-- Opening Marker --

//! Outputs published by other stacks
//!
//! A stack may place resources into networks owned by another stack. The
//! referenced stacks' state files are read once, before the stack is built.

use std::collections::BTreeMap;
use std::path::Path;

use vela_core::resource::Value;
use vela_core::stack::{ConfigError, OutputSource};

use crate::backends::state_file_path;
use crate::state::StateFile;

/// Published outputs of the stacks one stack depends on
#[derive(Debug, Default)]
pub struct StackReferences {
    stacks: BTreeMap<String, Result<StateFile, String>>,
}

impl StackReferences {
    /// Read the state of every stack in `stacks` from the state directory `dir`
    pub async fn load(dir: impl AsRef<Path>, stacks: &[String]) -> Self {
        let dir = dir.as_ref();
        let mut loaded = BTreeMap::new();
        for stack in stacks {
            let path = state_file_path(dir, stack);
            let state = match tokio::fs::read_to_string(&path).await {
                Ok(content) => serde_json::from_str::<StateFile>(&content)
                    .map_err(|e| format!("{}: {}", path.display(), e)),
                Err(e) if e.kind() == std::io::ErrorKind::NotFound => {
                    Err(format!("no state at {}; apply it first", path.display()))
                }
                Err(e) => Err(format!("{}: {}", path.display(), e)),
            };
            if let Err(message) = &state {
                log::debug!("stack {} unavailable: {}", stack, message);
            }
            loaded.insert(stack.clone(), state);
        }
        Self { stacks: loaded }
    }
}

impl OutputSource for StackReferences {
    fn output(&self, stack: &str, key: &str) -> Result<Value, ConfigError> {
        let state = match self.stacks.get(stack) {
            Some(Ok(state)) => state,
            Some(Err(message)) => {
                return Err(ConfigError::OutputsUnavailable {
                    stack: stack.to_string(),
                    message: message.clone(),
                });
            }
            None => {
                return Err(ConfigError::OutputsUnavailable {
                    stack: stack.to_string(),
                    message: "stack was not loaded".to_string(),
                });
            }
        };

        state.output(key).ok_or_else(|| ConfigError::UnknownOutput {
            stack: stack.to_string(),
            output: key.to_string(),
        })
    }
}

#[cfg(test)]
mod tests {
    use super::*;
    use tempfile::tempdir;

    fn networking_state() -> StateFile {
        let mut outputs = BTreeMap::new();
        outputs.insert("educate-db.vpc_id".to_string(), Value::string("vpc-00000002"));
        let mut state = StateFile::new("networking");
        state.set_outputs(&outputs);
        state
    }

    fn write_networking_state(dir: &Path) {
        let content = serde_json::to_string(&networking_state()).unwrap();
        std::fs::write(dir.join("networking.state.json"), content).unwrap();
    }

    #[tokio::test]
    async fn reads_outputs_from_state_dir() {
        let dir = tempdir().unwrap();
        write_networking_state(dir.path());

        let refs = StackReferences::load(dir.path(), &["networking".to_string()]).await;
        assert_eq!(
            refs.output("networking", "educate-db.vpc_id").unwrap(),
            Value::string("vpc-00000002")
        );
        assert!(matches!(
            refs.output("networking", "educate-db.missing"),
            Err(ConfigError::UnknownOutput { .. })
        ));
    }

    #[tokio::test]
    async fn missing_state_is_unavailable() {
        let dir = tempdir().unwrap();
        let refs = StackReferences::load(dir.path(), &["networking".to_string()]).await;
        match refs.output("networking", "educate-db.vpc_id") {
            Err(ConfigError::OutputsUnavailable { stack, message }) => {
                assert_eq!(stack, "networking");
                assert!(message.contains("apply it first"));
            }
            other => panic!("expected OutputsUnavailable, got {:?}", other),
        }
    }

    #[tokio::test]
    async fn unloaded_stack_is_unavailable() {
        let dir = tempdir().unwrap();
        write_networking_state(dir.path());
        let refs = StackReferences::load(dir.path(), &["networking".to_string()]).await;
        assert!(refs.output("networking", "educate-db.vpc_id").is_ok());
        assert!(matches!(
            refs.output("other", "x"),
            Err(ConfigError::OutputsUnavailable { .. })
        ));
    }
}
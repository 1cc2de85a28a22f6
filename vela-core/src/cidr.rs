//! Cidr - IPv4 address blocks and binary subnetting

use std::fmt;
use std::net::Ipv4Addr;
use std::str::FromStr;

use serde::{Deserialize, Serialize};

/// Errors for address block parsing and subnetting
#[derive(Debug, Clone, PartialEq, Eq, thiserror::Error)]
pub enum CidrError {
    #[error("Invalid CIDR notation '{0}': expected IP/prefix")]
    InvalidFormat(String),

    #[error("Invalid IPv4 address '{0}'")]
    InvalidAddress(String),

    #[error("Invalid prefix length '{0}': must be 0-32")]
    InvalidPrefix(String),

    #[error("Cannot split {block} into /{new_prefix} blocks")]
    PrefixNotLonger { block: AddressBlock, new_prefix: u8 },
}

/// A contiguous IPv4 range in prefix notation (e.g., 172.255.0.0/16)
///
/// Host bits of the base address are always cleared, so `172.255.100.0/16`
/// and `172.255.0.0/16` are the same block.
#[derive(Debug, Clone, Copy, PartialEq, Eq, Hash, PartialOrd, Ord, Serialize, Deserialize)]
#[serde(try_from = "String", into = "String")]
pub struct AddressBlock {
    network: Ipv4Addr,
    prefix_len: u8,
}

impl AddressBlock {
    pub fn new(address: Ipv4Addr, prefix_len: u8) -> Result<Self, CidrError> {
        if prefix_len > 32 {
            return Err(CidrError::InvalidPrefix(prefix_len.to_string()));
        }
        let network = Ipv4Addr::from(u32::from(address) & mask(prefix_len));
        if network != address {
            log::warn!(
                "address block {}/{} has host bits set, using {}/{}",
                address,
                prefix_len,
                network,
                prefix_len
            );
        }
        Ok(Self {
            network,
            prefix_len,
        })
    }

    pub fn network(&self) -> Ipv4Addr {
        self.network
    }

    pub fn prefix_len(&self) -> u8 {
        self.prefix_len
    }

    /// Last address in the block
    pub fn broadcast(&self) -> Ipv4Addr {
        Ipv4Addr::from(u32::from(self.network) | !mask(self.prefix_len))
    }

    /// Consecutive non-overlapping `/new_prefix` blocks, lowest address first
    pub fn subnets(&self, new_prefix: u8) -> Result<Subnets, CidrError> {
        if new_prefix <= self.prefix_len || new_prefix > 32 {
            return Err(CidrError::PrefixNotLonger {
                block: *self,
                new_prefix,
            });
        }
        Ok(Subnets {
            next: u64::from(u32::from(self.network)),
            end: u64::from(u32::from(self.broadcast())) + 1,
            step: 1u64 << (32 - u32::from(new_prefix)),
            prefix_len: new_prefix,
        })
    }

    pub fn contains(&self, other: &AddressBlock) -> bool {
        other.prefix_len >= self.prefix_len
            && u32::from(other.network) & mask(self.prefix_len) == u32::from(self.network)
    }

    pub fn overlaps(&self, other: &AddressBlock) -> bool {
        self.contains(other) || other.contains(self)
    }
}

fn mask(prefix_len: u8) -> u32 {
    if prefix_len == 0 {
        0
    } else {
        u32::MAX << (32 - u32::from(prefix_len))
    }
}

/// Iterator over the sub-blocks of an [`AddressBlock`]
#[derive(Debug, Clone)]
pub struct Subnets {
    next: u64,
    end: u64,
    step: u64,
    prefix_len: u8,
}

impl Iterator for Subnets {
    type Item = AddressBlock;

    fn next(&mut self) -> Option<AddressBlock> {
        if self.next >= self.end {
            return None;
        }
        let network = Ipv4Addr::from(self.next as u32);
        self.next += self.step;
        Some(AddressBlock {
            network,
            prefix_len: self.prefix_len,
        })
    }

    fn size_hint(&self) -> (usize, Option<usize>) {
        let remaining = ((self.end - self.next) / self.step) as usize;
        (remaining, Some(remaining))
    }
}

impl ExactSizeIterator for Subnets {}

impl fmt::Display for AddressBlock {
    fn fmt(&self, f: &mut fmt::Formatter<'_>) -> fmt::Result {
        write!(f, "{}/{}", self.network, self.prefix_len)
    }
}

impl FromStr for AddressBlock {
    type Err = CidrError;

    fn from_str(s: &str) -> Result<Self, Self::Err> {
        let (address, prefix) = s
            .split_once('/')
            .ok_or_else(|| CidrError::InvalidFormat(s.to_string()))?;

        // Ipv4Addr parsing accepts exactly four decimal octets
        let address = address
            .parse::<Ipv4Addr>()
            .map_err(|_| CidrError::InvalidAddress(address.to_string()))?;

        let prefix_len = prefix
            .parse::<u8>()
            .map_err(|_| CidrError::InvalidPrefix(prefix.to_string()))?;

        Self::new(address, prefix_len)
    }
}

impl TryFrom<String> for AddressBlock {
    type Error = CidrError;

    fn try_from(s: String) -> Result<Self, Self::Error> {
        s.parse()
    }
}

impl From<AddressBlock> for String {
    fn from(block: AddressBlock) -> Self {
        block.to_string()
    }
}
//! Components - Compositions that expand a small configuration into resources
//!
//! Components never talk to a provider. They only declare resources whose
//! attributes reference each other by binding name.

pub mod application;
pub mod database;
pub mod network;
pub mod peering;

use std::collections::{BTreeMap, HashMap};

use serde::Deserialize;
use thiserror::Error;

use crate::cidr::{AddressBlock, CidrError};
use crate::plan::COMPONENT_ATTRIBUTE;
use crate::resource::{Resource, Value};

/// Tag attached to every declared resource
pub const MANAGED_BY_TAG: &str = "managed_by";
pub const MANAGED_BY_VALUE: &str = "vela";

/// Errors raised while expanding a component
#[derive(Debug, Clone, PartialEq, Error)]
pub enum TopologyError {
    #[error("component name must not be empty")]
    EmptyName,

    #[error("{name}: az_count must be at least 1")]
    ZeroZones { name: String },

    #[error("{name}: az_count {requested} exceeds the {available} configured availability zones")]
    NotEnoughZones {
        name: String,
        requested: usize,
        available: usize,
    },

    #[error("{name}: address block {block} must have a prefix shorter than /{subnet_prefix}")]
    PrefixTooLong {
        name: String,
        block: AddressBlock,
        subnet_prefix: u8,
    },

    #[error("{name}: address block {block} yields {available} subnets, {needed} needed")]
    AddressSpaceExhausted {
        name: String,
        block: AddressBlock,
        needed: usize,
        available: u64,
    },

    #[error("cannot peer network '{0}' with itself")]
    SelfPeering(String),

    #[error("cannot peer '{source_name}' ({source_block}) with '{destination}' ({destination_block}): address blocks overlap")]
    OverlappingPeers {
        source_name: String,
        source_block: AddressBlock,
        destination: String,
        destination_block: AddressBlock,
    },

    #[error("{name}: {message}")]
    InvalidDatabase { name: String, message: String },

    #[error("{name}: {message}")]
    InvalidApplication { name: String, message: String },

    #[error(transparent)]
    Cidr(#[from] CidrError),
}

/// Settings shared by every component of a stack
#[derive(Debug, Clone, Default, PartialEq, Deserialize)]
pub struct Environment {
    pub region: String,
    /// Zone names in the order the region reports them
    pub availability_zones: Vec<String>,
    #[serde(default)]
    pub tags: BTreeMap<String, String>,
}

impl Environment {
    pub fn new(region: impl Into<String>, availability_zones: &[&str]) -> Self {
        Self {
            region: region.into(),
            availability_zones: availability_zones.iter().map(|z| z.to_string()).collect(),
            tags: BTreeMap::new(),
        }
    }

    /// Tag map for a resource named `name`
    ///
    /// Component tags override environment tags; `Name` always wins.
    pub fn tags_for(&self, name: &str, component_tags: &BTreeMap<String, String>) -> Value {
        let mut tags: HashMap<String, Value> = HashMap::new();
        tags.insert(MANAGED_BY_TAG.to_string(), Value::string(MANAGED_BY_VALUE));
        for (k, v) in self.tags.iter().chain(component_tags) {
            tags.insert(k.clone(), Value::string(v.as_str()));
        }
        tags.insert("Name".to_string(), Value::string(name));
        Value::Map(tags)
    }
}

/// Mark a resource with the component that declared it
pub(crate) fn owned_by(resource: Resource, kind: &str, name: &str) -> Resource {
    log::debug!("declared {}", resource.id);
    resource.with_attribute(COMPONENT_ATTRIBUTE, format!("{}.{}", kind, name))
}

/// Security group rule for `protocol` on ports `from_port..=to_port`
pub(crate) fn rule(protocol: &str, from_port: i64, to_port: i64, cidrs: &[String]) -> Value {
    let mut rule = HashMap::new();
    rule.insert("protocol".to_string(), Value::string(protocol));
    rule.insert("from_port".to_string(), Value::Int(from_port));
    rule.insert("to_port".to_string(), Value::Int(to_port));
    rule.insert(
        "cidr_blocks".to_string(),
        Value::List(cidrs.iter().map(|c| Value::string(c.as_str())).collect()),
    );
    Value::Map(rule)
}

-- Closing Marker --

Each line above with the word "rule" must be returned.

### RESPONSE
/// Security group rule for `protocol` on ports `from_port..=to_port`
pub(crate) fn rule(protocol: &str, from_port: i64, to_port: i64, cidrs: &[String]) -> Value {
    let mut rule = HashMap::new();
    rule.insert("protocol".to_string(), Value::string(protocol));
    rule.insert("from_port".to_string(), Value::Int(from_port));
    rule.insert("to_port".to_string(), Value::Int(to_port));
    rule.insert(
    Value::Map(rule)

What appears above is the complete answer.